Diversity is a big topic in the world right now and it’s so important to approach it carefully. In the last 11 months I have learned that being seen as ‘different’ can be really intimidating. There is ignorance in the world to those of us that live outside the box of ‘normal’. But like I said before, I don’t think normal exists and if we tried to fill that ‘box of normal’ with people based on who they are inside…we’d have an empty box. Clearly I wouldn’t make it inside the box based on appearances or personality so I’ll be over here in my own little box being semi-confidently different.
3 comments
Fantastic!
Codi – I will answer you as I would anyone close to me. I hope it’s OK. I am Ian’s co-worker, retired but still working. lol To your post >>>
” … I’m different. I’m not going to try and convince the world that when it comes to people, I am the ‘status quo’ (I’m not) and that I have more similarities with everyone else than differences (I don’t).”

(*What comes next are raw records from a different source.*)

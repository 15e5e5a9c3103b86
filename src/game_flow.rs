use bevy::ecs::system::SystemParam;
use bevy::prelude::*;

use crate::audio::AudioManager;
use crate::camera::CameraConfig;
use crate::components::{GameConfig, GameRng, HeadlessMode, TimeFlow};
use crate::events::{EventCursor, GameEventBus};
use crate::gnome::{self, DamageKind, GnomeAccess};
use crate::particles::{self, PRESET_DEATH_BURNED, PRESET_DEATH_CUT};
use crate::scheduler::{self, ScheduledAction};
use crate::spawn;
use crate::ui::{UiManager, PANEL_GAMEPLAY, PANEL_GAME_OVER, PANEL_MAIN_MENU};

#[derive(States, Clone, Copy, PartialEq, Eq, Hash, Debug, Default)]
pub enum FlowState {
    #[default]
    Playing,
    Dying,
    GameOver,
    Paused,
}

/// The flow controller. An explicitly constructed resource handed to the
/// systems that need it; collaborators reach it through injection, never
/// through a global.
#[derive(Resource)]
pub struct GameFlow {
    pub state: FlowState,
    pub current_gnome: Option<Entity>,
    /// Damage still shows its effects, but stops being lethal.
    pub invincible: bool,
    prev_gameplay_panel: bool,
}

impl Default for GameFlow {
    fn default() -> Self {
        Self {
            state: FlowState::Playing,
            current_gnome: None,
            invincible: false,
            prev_gameplay_panel: true,
        }
    }
}

/// Run condition for systems that only make sense during active play.
pub fn gameplay_active(flow: Option<Res<GameFlow>>) -> bool {
    flow.map(|f| f.state == FlowState::Playing).unwrap_or(false)
}

/// Everything the flow operations mutate, bundled so each operation is a
/// plain function over explicit context.
#[derive(SystemParam)]
pub struct FlowCtx<'w, 's> {
    pub commands: Commands<'w, 's>,
    pub flow: ResMut<'w, GameFlow>,
    pub ui: ResMut<'w, UiManager>,
    pub audio: ResMut<'w, AudioManager>,
    pub time_flow: ResMut<'w, TimeFlow>,
    pub camera: ResMut<'w, CameraConfig>,
    pub bus: ResMut<'w, GameEventBus>,
    pub rng: ResMut<'w, GameRng>,
    pub config: Res<'w, GameConfig>,
    pub headless: Res<'w, HeadlessMode>,
}

#[derive(Resource, Default)]
struct FlowCursor(EventCursor);

pub struct GameFlowPlugin;

impl Plugin for GameFlowPlugin {
    fn build(&self, app: &mut App) {
        app.insert_resource(GameFlow::default())
            .insert_resource(FlowCursor::default())
            .init_state::<FlowState>()
            .add_systems(Startup, startup_reset)
            .add_systems(Update, (handle_flow_events, sync_flow_state).chain());
    }
}

fn startup_reset(mut ctx: FlowCtx, mut access: GnomeAccess) {
    ctx.flow.invincible = ctx.config.invincible;
    reset(&mut ctx, &mut access);
}

fn handle_flow_events(
    mut ctx: FlowCtx,
    mut access: GnomeAccess,
    mut cursor: ResMut<FlowCursor>,
) {
    let events = ctx.bus.drain_new(&mut cursor.0);
    for ev in events {
        match ev.name.as_str() {
            "trap_touched" => {
                let kind = ev
                    .data
                    .get("kind")
                    .and_then(|v| v.as_str())
                    .and_then(DamageKind::from_str);
                if let Some(kind) = kind {
                    on_damage(&mut ctx, &mut access, kind);
                }
            }
            "treasure_collected" => on_treasure_collected(&mut ctx, &mut access),
            "exit_reached" => on_exit_reached(&mut ctx, &mut access),
            "game_pause" => set_paused(&mut ctx, true),
            "game_resume" => set_paused(&mut ctx, false),
            "game_restart" => restart_game(&mut ctx, &mut access),
            "reset_due" => reset(&mut ctx, &mut access),
            _ => {}
        }
    }
}

/// Mirror the resource-held state into bevy's `State` so run conditions
/// and schedules can key off it.
fn sync_flow_state(
    flow: Res<GameFlow>,
    state: Res<State<FlowState>>,
    mut next: ResMut<NextState<FlowState>>,
) {
    if state.get() != &flow.state {
        next.set(flow.state);
    }
}

/// Back to a clean board: panels, resettables, a fresh gnome, time moving.
pub fn reset(ctx: &mut FlowCtx, access: &mut GnomeAccess) {
    ctx.ui.hide(PANEL_GAME_OVER);
    ctx.ui.hide(PANEL_MAIN_MENU);
    ctx.ui.show(PANEL_GAMEPLAY);
    ctx.bus.emit("game_reset", serde_json::json!({}), None);

    // Abandon whatever gnome is still around; it stops being the player
    // but is not destroyed here.
    if let Some(old) = ctx.flow.current_gnome.take() {
        let segments = if let Ok((mut old_gnome, _, mut tags)) = access.gnomes.get_mut(old) {
            old_gnome.set_holding_treasure(false);
            tags.clear();
            old_gnome.segments.clone()
        } else {
            Vec::new()
        };
        for segment in segments {
            if let Ok((_, _, mut tags, _)) = access.parts.get_mut(segment) {
                tags.clear();
            }
        }
    }

    let [x, y] = ctx.config.spawn_point;
    let spawned = spawn::spawn_gnome(&mut ctx.commands, &ctx.config, ctx.headless.0, x, y);
    ctx.flow.current_gnome = Some(spawned.root);
    ctx.camera.follow_target = Some(spawned.camera_target);
    ctx.time_flow.scale = 1.0;
    ctx.flow.state = FlowState::Playing;
    info!("game reset, new gnome spawned");
}

/// A trap got the gnome. Sound and gore always play; the lethal part is
/// skipped in invincible mode.
pub fn on_damage(ctx: &mut FlowCtx, access: &mut GnomeAccess, kind: DamageKind) {
    let Some(root) = ctx.flow.current_gnome else {
        return;
    };
    let frame = ctx.bus.frame;
    let _ = ctx
        .audio
        .play_sfx(&ctx.config.gnome_died_sound, frame, Some("trap_touched".into()));

    if let Ok((gnome, root_pos, _)) = access.gnomes.get(root) {
        let anchor = access
            .positions
            .get(gnome.camera_target)
            .copied()
            .unwrap_or(*root_pos);
        let preset = match kind {
            DamageKind::Cut => PRESET_DEATH_CUT,
            DamageKind::Burned => PRESET_DEATH_BURNED,
        };
        particles::spawn_burst(
            &mut ctx.commands,
            preset,
            anchor.x,
            anchor.y,
            None,
            ctx.headless.0,
        );
    }

    if ctx.flow.invincible {
        return;
    }

    gnome::dismember(
        &mut ctx.commands,
        &mut ctx.rng,
        &ctx.config,
        ctx.headless.0,
        access,
        root,
        kind,
    );
    ctx.camera.follow_target = None;
    ctx.flow.current_gnome = None;
    ctx.flow.state = FlowState::Dying;
    scheduler::schedule(
        &mut ctx.commands,
        ctx.config.delay_after_death,
        None,
        ScheduledAction::ResetGame,
    );
    ctx.bus.emit(
        "gnome_died",
        serde_json::json!({ "kind": kind.as_str() }),
        Some(root.to_bits()),
    );
}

…. That you feel SO different from the rest of people is evidence of how much this life-changing event altered you. But – Are you different? NO- not really. You are loved, a Mom, a loved wife, you care about your kids and husband and every day things [Did they brush their teeth long enough? Is this too much for Ian?] and so on.
Do you feel the same? No. Still shattered I think but on the mend. YOU – deep down – are the same. They are too. The only different thing, ONE thing, is your ability to walk.
Hopefully soon you will start to see yourself as a person rather than an ‘event’. Your kids care about the event but not really. They are glad YOU are still here.
Your love and support is what they want whether you are in a chair or not. They love you for YOU – your heart, your MOMness, you love, support and being there. Do they really care about ‘your walking’? I don’t think so – if given a choice they want YOU.
And you are right – you have been given the chance to raise your kids as a fully aware citizen of what it means to be disabled. They will never downplay this, nor take it for granted. So, in a weird way it is a gift to their future. And as for sharing honestly – What better way is there to share within society? Whether you share with friends, family, husband or kids it’s all about honesty. Now – not that you want to be blunt and raw with everyone, that wouldn’t work – but honestly of feelings, of how to express them and work through them – that, too, is a gift. One day you will see that as horrible as your circumstance is you can make “beauty from ashes”..
I have watched as everyone encouraged you for your braveness. Yes, You are BRAVE! How could you not be faced with what each day brings. You are brave. But I sense sometimes that you still struggle a lot. And that’s OK too. Not everyone can be brave every minute of every day. And it is still year one.
My prayer for you is that year 2 will bring healing of mind and spirit, even more than body, and that in a year you will be facing challenges as fiercely as it seems you are capable of.
Hi Deb. Thank you for your thoughts! While my legs (among other things) definitely separate me in a physical sense there is a lot that separates everyone. I was hoping to shine a spotlight on diversity in general with this post and subtly make the point that we are all people…the only box that every single one of us can fit into is ‘people’. From there we are ALL go our own way and carve out who we are.
There is a lot to be said about my injury and how it has and has not changed me and those posts will all come in time. I appreciate you reading and taking the time to leave your comment.